A New York City public service announcement has been defended by the city’s mayor, Eric Adams, after the video on preparing for a nuclear attack left residents baffled.
The recently released 90-second video from New York City’s Emergency Management has many New Yorkers confused and also worried at the timing.
“So there’s been a nuclear attack,” a spokesperson opens with in the video.
“Don’t ask me how or why. Just know that the big one has hit”.
New York City Mayor Eric Adams has defended the video against the reactions it received, saying it was a proactive step to becoming more prepared.
“I don’t think it was alarmist, I’m a big believer in better safe than sorry. I take my hat off to OEM (Office of Emergency Management),” he told reporters.
“This was right after the attacks in the Ukraine, and OEM took a very proactive step to say let’s be prepared.
“We are still one of the top terrorist threats. There are no imminent threats to the city that we know about, but we always have to be prepared as New Yorkers and I think OEM did the right thing.”
The video has been met by many with jokes, confusion at the timing, and scepticism over its usefulness should the city be directly attacked.
The video outlined steps for city residents to take in the event of a nuclear attack.
First, get inside a building quickly, don’t stay in a car and move away from windows.
Second, stay inside and shut doors and windows then move to a basement or if there isn’t one then head to the middle of the building. If outside after the blast, the video instructs to shower with soap or shampoo immediately, removing and bagging all outer clothing to keep radioactive dust or ash away.
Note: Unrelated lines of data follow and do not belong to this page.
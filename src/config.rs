use std::{fs::File, io::BufReader, path::Path};

use anyhow::Context as _;

use crate::{
    foundation::{
        core::Palette,
        error::{VoiceprintsError, VoiceprintsResult},
    },
    fractal::subdivide::{DEFAULT_APEX_Y, DEFAULT_DEPTH, DEFAULT_SIZE},
};

/// Deepest subdivision accepted from configuration.
pub const MAX_DEPTH: u32 = 8;

/// Environment variable consulted for the colour seed when none is passed explicitly.
pub const SEED_ENV: &str = "VOICEPRINTS_SEED";

/// Tunables for the fractal background. Missing JSON fields take their defaults.
#[derive(Clone, Debug, PartialEq, serde::Serialize, serde::Deserialize)]
#[serde(default, deny_unknown_fields)]
pub struct BackgroundConfig {
    pub palette: Palette,
    pub apex_y: f64,
    pub size: f64,
    pub depth: u32,
}

impl Default for BackgroundConfig {
    fn default() -> Self {
        Self {
            palette: Palette::DEFAULT,
            apex_y: DEFAULT_APEX_Y,
            size: DEFAULT_SIZE,
            depth: DEFAULT_DEPTH,
        }
    }
}

impl BackgroundConfig {
    pub fn validate(&self) -> VoiceprintsResult<()> {
        if !(self.size.is_finite() && self.size > 0.0) {
            return Err(VoiceprintsError::validation(format!(
                "size must be finite and > 0, got {}",
                self.size
            )));
        }
        if !self.apex_y.is_finite() {
            return Err(VoiceprintsError::validation("apex_y must be finite"));
        }
        if self.depth > MAX_DEPTH {
            return Err(VoiceprintsError::validation(format!(
                "depth must be <= {MAX_DEPTH}, got {}",
                self.depth
            )));
        }
        Ok(())
    }

    pub fn from_json_str(s: &str) -> VoiceprintsResult<Self> {
        let cfg: Self =
            serde_json::from_str(s).map_err(|e| VoiceprintsError::serde(e.to_string()))?;
        cfg.validate()?;
        Ok(cfg)
    }

    pub fn from_json_path(path: &Path) -> VoiceprintsResult<Self> {
        let f = File::open(path)
            .with_context(|| format!("open background config '{}'", path.display()))?;
        let cfg: Self = serde_json::from_reader(BufReader::new(f))
            .map_err(|e| VoiceprintsError::serde(format!("{}: {e}", path.display())))?;
        cfg.validate()?;
        Ok(cfg)
    }
}

/// Parse the seed from `VOICEPRINTS_SEED`, ignoring unset or malformed values.
pub fn seed_from_env() -> Option<u64> {
    std::env::var(SEED_ENV)
        .ok()
        .and_then(|v| v.trim().parse::<u64>().ok())
}

#[cfg(test)]
#[path = "../tests/unit/config.rs"]
mod tests;
use crate::{
    foundation::{
        core::{BezPath, Rgba8, Viewport},
        error::VoiceprintsResult,
    },
    render::backend::DrawSurface,
};

/// One operation captured by a [`RecordingSurface`].
#[derive(Clone, Debug, PartialEq)]
pub enum SurfaceOp {
    Clear,
    Fill { path: BezPath, color: Rgba8 },
    Stroke { path: BezPath, color: Rgba8, width: f64 },
    Present,
}

/// Surface that records calls instead of rasterizing them.
#[derive(Clone, Debug)]
pub struct RecordingSurface {
    viewport: Viewport,
    pub ops: Vec<SurfaceOp>,
}

impl RecordingSurface {
    pub fn new(viewport: Viewport) -> Self {
        Self {
            viewport,
            ops: Vec::new(),
        }
    }

    pub fn fills(&self) -> impl Iterator<Item = (&BezPath, Rgba8)> {
        self.ops.iter().filter_map(|op| match op {
            SurfaceOp::Fill { path, color } => Some((path, *color)),
            _ => None,
        })
    }

    pub fn fill_count(&self) -> usize {
        self.fills().count()
    }

    /// Operations recorded after the most recent clear.
    pub fn since_last_clear(&self) -> &[SurfaceOp] {
        let start = self
            .ops
            .iter()
            .rposition(|op| *op == SurfaceOp::Clear)
            .map_or(0, |i| i + 1);
        &self.ops[start..]
    }
}

impl DrawSurface for RecordingSurface {
    fn size(&self) -> Viewport {
        self.viewport
    }

    fn clear(&mut self) {
        self.ops.push(SurfaceOp::Clear);
    }

    fn fill_path(&mut self, path: &BezPath, color: Rgba8) -> VoiceprintsResult<()> {
        self.ops.push(SurfaceOp::Fill {
            path: path.clone(),
            color,
        });
        Ok(())
    }

    fn stroke_path(
        &mut self,
        path: &BezPath,
        color: Rgba8,
        width: f64,
    ) -> VoiceprintsResult<()> {
        self.ops.push(SurfaceOp::Stroke {
            path: path.clone(),
            color,
            width,
        });
        Ok(())
    }

    fn present(&mut self) -> VoiceprintsResult<()> {
        self.ops.push(SurfaceOp::Present);
        Ok(())
    }
}
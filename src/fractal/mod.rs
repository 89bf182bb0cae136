pub mod background;
pub mod subdivide;
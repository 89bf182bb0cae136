use std::path::Path;

use anyhow::Context as _;

use crate::foundation::{
    core::{BezPath, Rgba8, Viewport},
    error::{VoiceprintsError, VoiceprintsResult},
};

/// Readback of a raster surface.
#[derive(Clone, Debug)]
pub struct FrameRGBA {
    pub width: u32,
    pub height: u32,
    pub data: Vec<u8>,
    pub premultiplied: bool,
}

impl FrameRGBA {
    /// Premultiplied RGBA8 of pixel `(x, y)`, or `None` when out of bounds.
    pub fn pixel(&self, x: u32, y: u32) -> Option<[u8; 4]> {
        if x >= self.width || y >= self.height {
            return None;
        }
        let i = (y as usize * self.width as usize + x as usize) * 4;
        self.data.get(i..i + 4).map(|px| [px[0], px[1], px[2], px[3]])
    }

    pub fn is_blank(&self) -> bool {
        self.data.iter().all(|&b| b == 0)
    }

    /// Convert to straight alpha, as expected by PNG encoders.
    pub fn to_straight_rgba8(&self) -> Vec<u8> {
        if !self.premultiplied {
            return self.data.clone();
        }
        let mut out = self.data.clone();
        for px in out.chunks_exact_mut(4) {
            let a = px[3];
            if a == 0 || a == 255 {
                continue;
            }
            for c in &mut px[..3] {
                *c = ((u16::from(*c) * 255 + u16::from(a) / 2) / u16::from(a)).min(255) as u8;
            }
        }
        out
    }

    pub fn save_png(&self, path: &Path) -> VoiceprintsResult<()> {
        if let Some(parent) = path.parent().filter(|p| !p.as_os_str().is_empty()) {
            std::fs::create_dir_all(parent)
                .with_context(|| format!("create output dir '{}'", parent.display()))?;
        }
        image::save_buffer_with_format(
            path,
            &self.to_straight_rgba8(),
            self.width,
            self.height,
            image::ColorType::Rgba8,
            image::ImageFormat::Png,
        )
        .map_err(|e| VoiceprintsError::render(format!("write png '{}': {e}", path.display())))
    }
}

/// 2D raster target that fills and strokes paths in device pixels.
pub trait DrawSurface {
    fn size(&self) -> Viewport;

    /// Discard queued work and reset every pixel to transparent.
    fn clear(&mut self);

    fn fill_path(&mut self, path: &BezPath, color: Rgba8) -> VoiceprintsResult<()>;

    fn stroke_path(&mut self, path: &BezPath, color: Rgba8, width: f64)
    -> VoiceprintsResult<()>;

    /// Make queued work visible. Surfaces that draw immediately can keep the default.
    fn present(&mut self) -> VoiceprintsResult<()> {
        Ok(())
    }
}

#[cfg(test)]
#[path = "../../tests/unit/render/backend.rs"]
mod tests;
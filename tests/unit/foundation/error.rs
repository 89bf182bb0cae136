use super::*;

#[test]
fn display_prefixes_are_stable() {
    assert!(
        VoiceprintsError::validation("x")
            .to_string()
            .contains("validation error:")
    );
    assert!(
        VoiceprintsError::surface("x")
            .to_string()
            .contains("surface error:")
    );
    assert!(
        VoiceprintsError::render("x")
            .to_string()
            .contains("render error:")
    );
    assert!(
        VoiceprintsError::serde("x")
            .to_string()
            .contains("serialization error:")
    );
}

#[test]
fn other_preserves_source() {
    let base = std::io::Error::other("boom");
    let err = VoiceprintsError::Other(anyhow::Error::new(base));
    assert!(err.to_string().contains("boom"));
}
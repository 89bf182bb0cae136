/// Title shown above the metric cards.
pub const DASHBOARD_TITLE: &str = "Primary Vocal Metrics";

/// One static metric tile.
#[derive(Clone, Debug, PartialEq, Eq, serde::Serialize, serde::Deserialize)]
pub struct MetricCard {
    pub value: String,
    pub unit: String,
    pub label: String,
    pub icon: String,
}

impl MetricCard {
    fn new(value: &str, unit: &str, label: &str, icon: &str) -> Self {
        Self {
            value: value.to_owned(),
            unit: unit.to_owned(),
            label: label.to_owned(),
            icon: icon.to_owned(),
        }
    }
}

/// Dashboard header plus its cards, as published by `voiceprints cards`.
#[derive(Clone, Debug, PartialEq, Eq, serde::Serialize, serde::Deserialize)]
pub struct MetricsDashboard {
    pub title: String,
    pub cards: Vec<MetricCard>,
}

/// The three fixed cards. Values are literals, not computed.
pub fn primary_metrics() -> MetricsDashboard {
    MetricsDashboard {
        title: DASHBOARD_TITLE.to_owned(),
        cards: vec![
            MetricCard::new("150", "Words/min", "Speech Rate", "⬆️"),
            MetricCard::new("14", "Per minute", "Pauses", "⚠️"),
            MetricCard::new("85%", "Clarity score", "Voice Quality", "📊"),
        ],
    }
}
//! Triangle subdivision geometry.
//!
//! Each node with `depth > 0` is drawn and contributes three half-size children: one
//! sharing its apex and two on the lower left/right. Depth-0 nodes are terminal and
//! draw nothing. The tree is walked with an explicit LIFO work list in the same
//! pre-order a recursive implementation would produce.

use crate::foundation::core::{BezPath, Point, Vec2, Viewport};

/// Apex `y` of the root triangle for a mounted background.
pub const DEFAULT_APEX_Y: f64 = 100.0;
/// Edge length of the root triangle.
pub const DEFAULT_SIZE: f64 = 300.0;
/// Subdivision depth of the root triangle.
pub const DEFAULT_DEPTH: u32 = 5;

#[derive(Clone, Copy, Debug, PartialEq)]
pub struct TriangleNode {
    pub apex: Point,
    pub size: f64,
    pub depth: u32,
}

impl TriangleNode {
    pub fn new(apex: Point, size: f64, depth: u32) -> Self {
        Self { apex, size, depth }
    }

    pub fn is_terminal(&self) -> bool {
        self.depth == 0
    }

    /// Apex, right base corner, left base corner.
    pub fn vertices(&self) -> [Point; 3] {
        let Point { x, y } = self.apex;
        let s = self.size;
        [
            self.apex,
            Point::new(x + s / 2.0, y + s),
            Point::new(x - s / 2.0, y + s),
        ]
    }

    pub fn triangle_path(&self) -> BezPath {
        let [a, b, c] = self.vertices();
        let mut path = BezPath::new();
        path.move_to(a);
        path.line_to(b);
        path.line_to(c);
        path.close_path();
        path
    }

    /// Children in draw order, or `None` for terminal nodes.
    pub fn children(&self) -> Option<[TriangleNode; 3]> {
        if self.is_terminal() {
            return None;
        }
        let s = self.size;
        let half = s / 2.0;
        let depth = self.depth - 1;
        Some([
            TriangleNode::new(self.apex, half, depth),
            TriangleNode::new(self.apex + Vec2::new(-s / 4.0, s / 2.0), half, depth),
            TriangleNode::new(self.apex + Vec2::new(s / 4.0, s / 2.0), half, depth),
        ])
    }
}

/// Root triangle of a background pass.
#[derive(Clone, Copy, Debug, PartialEq)]
pub struct FractalParams {
    pub apex: Point,
    pub size: f64,
    pub depth: u32,
}

impl FractalParams {
    /// Apex centred horizontally at `y = 100`, edge 300, depth 5.
    pub fn for_viewport(viewport: Viewport) -> Self {
        Self {
            apex: Point::new(viewport.center_x(), DEFAULT_APEX_Y),
            size: DEFAULT_SIZE,
            depth: DEFAULT_DEPTH,
        }
    }

    pub fn root(&self) -> TriangleNode {
        TriangleNode::new(self.apex, self.size, self.depth)
    }
}

#[derive(Clone, Copy, Debug, Default, PartialEq, Eq)]
pub struct SubdivisionStats {
    /// Nodes that were drawn (`depth > 0`).
    pub drawn: usize,
    /// Terminal visits (`depth == 0`).
    pub terminal: usize,
    /// High-water mark of the work list.
    pub max_pending: usize,
}

/// Number of drawing nodes for a root of the given depth: `(3^depth - 1) / 2`.
///
/// `None` when `3^depth` does not fit in `usize`.
pub fn expected_draws(depth: u32) -> Option<usize> {
    3usize.checked_pow(depth).map(|n| (n - 1) / 2)
}

/// Walk the subdivision tree rooted at `root`, calling `visit` once per drawing node.
pub fn walk(root: TriangleNode, mut visit: impl FnMut(&TriangleNode)) -> SubdivisionStats {
    let res: Result<_, std::convert::Infallible> = try_walk(root, |n| {
        visit(n);
        Ok(())
    });
    match res {
        Ok(stats) => stats,
        Err(never) => match never {},
    }
}

/// Like [`walk`], but stops at the first error returned by `visit`.
pub fn try_walk<E>(
    root: TriangleNode,
    mut visit: impl FnMut(&TriangleNode) -> Result<(), E>,
) -> Result<SubdivisionStats, E> {
    let mut stats = SubdivisionStats::default();
    let mut pending = vec![root];

    while let Some(node) = pending.pop() {
        let Some(children) = node.children() else {
            stats.terminal += 1;
            continue;
        };
        visit(&node)?;
        stats.drawn += 1;
        // Reversed so the first child is popped first.
        pending.extend(children.into_iter().rev());
        stats.max_pending = stats.max_pending.max(pending.len());
    }

    Ok(stats)
}

#[cfg(test)]
#[path = "../../tests/unit/fractal/subdivide.rs"]
mod tests;
//! voiceprints renders the backdrop of the vocal-metrics dashboard on the CPU.
//!
//! # Pipeline overview
//!
//! 1. **Acquire**: a [`DrawSurface`] sized to the [`Viewport`] (read once).
//! 2. **Mount**: [`FractalBackground::mount`] clears the surface and draws the triangle
//!    fractal in one pass; colours come from an injected [`ColorSource`].
//! 3. **Compose** (optional): [`DashboardPage::render`] stacks card panels and a
//!    [`LineChart`] over the background.
//! 4. **Teardown**: dropping or unmounting the [`MountedBackground`] clears the surface.
//!
//! Design constraints:
//!
//! - **No unsafe**: `unsafe` is forbidden in this crate.
//! - **Deterministic given a seed**: equal seeds yield identical rasters.
//! - **Bounded work**: subdivision uses an explicit work list, depth capped by
//!   [`MAX_DEPTH`] in configuration.
//! - **Premultiplied RGBA8** in surfaces; PNG output is converted to straight alpha.
#![forbid(unsafe_code)]

mod config;
mod dashboard;
mod foundation;
mod fractal;
mod render;

pub use config::{BackgroundConfig, MAX_DEPTH, SEED_ENV, seed_from_env};
pub use dashboard::cards::{DASHBOARD_TITLE, MetricCard, MetricsDashboard, primary_metrics};
pub use dashboard::chart::{LineChart, SAMPLE_SERIES, SeriesPoint, SeriesRenderer, plot_path};
pub use dashboard::page::{DashboardPage, PageLayout};
pub use foundation::core::{BezPath, Palette, Point, Rect, Rgba8, Vec2, Viewport};
pub use foundation::error::{VoiceprintsError, VoiceprintsResult};
pub use foundation::rng::{ColorSource, Rng64};
pub use fractal::background::{FractalBackground, MountedBackground};
pub use fractal::subdivide::{
    DEFAULT_APEX_Y, DEFAULT_DEPTH, DEFAULT_SIZE, FractalParams, SubdivisionStats, TriangleNode,
    expected_draws, try_walk, walk,
};
pub use render::backend::{DrawSurface, FrameRGBA};
pub use render::cpu::CpuSurface;
pub use render::recording::{RecordingSurface, SurfaceOp};
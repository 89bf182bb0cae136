use std::fmt;

use crate::foundation::{
    error::{VoiceprintsError, VoiceprintsResult},
    rng::ColorSource,
};

pub use kurbo::{BezPath, Point, Rect, Vec2};

/// Pixel size of the drawing area, sampled once when a renderer mounts.
#[derive(Clone, Copy, Debug, PartialEq, Eq, Hash, serde::Serialize, serde::Deserialize)]
pub struct Viewport {
    pub width: u32,
    pub height: u32,
}

impl Viewport {
    pub fn new(width: u32, height: u32) -> VoiceprintsResult<Self> {
        if width == 0 || height == 0 {
            return Err(VoiceprintsError::validation(format!(
                "viewport must be non-empty, got {width}x{height}"
            )));
        }
        Ok(Self { width, height })
    }

    pub fn center_x(self) -> f64 {
        f64::from(self.width) / 2.0
    }

    pub fn bounds(self) -> Rect {
        Rect::new(0.0, 0.0, f64::from(self.width), f64::from(self.height))
    }
}

/// Straight (non-premultiplied) RGBA8 colour.
///
/// Serializes as a `#rrggbb` / `#rrggbbaa` hex string.
#[derive(Clone, Copy, Debug, PartialEq, Eq, Hash, serde::Serialize, serde::Deserialize)]
#[serde(try_from = "String", into = "String")]
pub struct Rgba8 {
    pub r: u8,
    pub g: u8,
    pub b: u8,
    pub a: u8,
}

impl Rgba8 {
    pub const fn opaque(r: u8, g: u8, b: u8) -> Self {
        Self { r, g, b, a: 255 }
    }

    pub const fn with_alpha(self, a: u8) -> Self {
        Self { a, ..self }
    }

    pub fn from_hex(s: &str) -> VoiceprintsResult<Self> {
        let hex = s.strip_prefix('#').ok_or_else(|| {
            VoiceprintsError::validation(format!("colour '{s}' must start with '#'"))
        })?;
        if !hex.bytes().all(|b| b.is_ascii_hexdigit()) || !(hex.len() == 6 || hex.len() == 8) {
            return Err(VoiceprintsError::validation(format!(
                "colour '{s}' must be #rrggbb or #rrggbbaa"
            )));
        }
        let channel = |i: usize| {
            u8::from_str_radix(&hex[i..i + 2], 16)
                .map_err(|_| VoiceprintsError::validation(format!("colour '{s}' is not hex")))
        };
        let a = if hex.len() == 8 { channel(6)? } else { 255 };
        Ok(Self {
            r: channel(0)?,
            g: channel(2)?,
            b: channel(4)?,
            a,
        })
    }
}

impl fmt::Display for Rgba8 {
    fn fmt(&self, f: &mut fmt::Formatter<'_>) -> fmt::Result {
        write!(f, "#{:02x}{:02x}{:02x}", self.r, self.g, self.b)?;
        if self.a != 255 {
            write!(f, "{:02x}", self.a)?;
        }
        Ok(())
    }
}

impl TryFrom<String> for Rgba8 {
    type Error = VoiceprintsError;

    fn try_from(value: String) -> Result<Self, Self::Error> {
        Self::from_hex(&value)
    }
}

impl From<Rgba8> for String {
    fn from(value: Rgba8) -> Self {
        value.to_string()
    }
}

/// Fixed, ordered set of fill colours for the background.
#[derive(Clone, Copy, Debug, PartialEq, Eq, serde::Serialize, serde::Deserialize)]
#[serde(transparent)]
pub struct Palette(pub [Rgba8; 4]);

impl Palette {
    /// Navy, sky blue, magenta, aqua.
    pub const DEFAULT: Palette = Palette([
        Rgba8::opaque(0x1c, 0x1c, 0x3c),
        Rgba8::opaque(0x3c, 0x99, 0xdc),
        Rgba8::opaque(0xff, 0x00, 0x7f),
        Rgba8::opaque(0x00, 0xff, 0xcc),
    ]);

    pub fn colors(&self) -> &[Rgba8] {
        &self.0
    }

    pub fn contains(&self, c: Rgba8) -> bool {
        self.0.contains(&c)
    }

    /// Draw one entry uniformly from `source`.
    pub fn pick(&self, source: &mut dyn ColorSource) -> Rgba8 {
        let i = source.next_index(self.0.len());
        self.0[i.min(self.0.len() - 1)]
    }
}

impl Default for Palette {
    fn default() -> Self {
        Self::DEFAULT
    }
}

#[cfg(test)]
#[path = "../../tests/unit/foundation/core.rs"]
mod tests;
The video ends with instructions to stay inside and stay tuned for further information.
“There’s no overarching reason why this is the time we sent this out,” said Christina Farrell, the deputy commissioner of the city’s emergency management.
“It’s just one tool in the toolbox to be prepared in the 21st century.”
According to a 2021 Global Strategy Group survey, that aimed to ascertain the level of preparedness people have for emergencies, New Yorkers don’t feel prepared.
Only 12% of participants said they were prepared for “a radiological incident, such as a dirty bomb.”
Participants were more prepared for an active shooter event at 31%, and 48% said they were prepared in the event of a hurricane.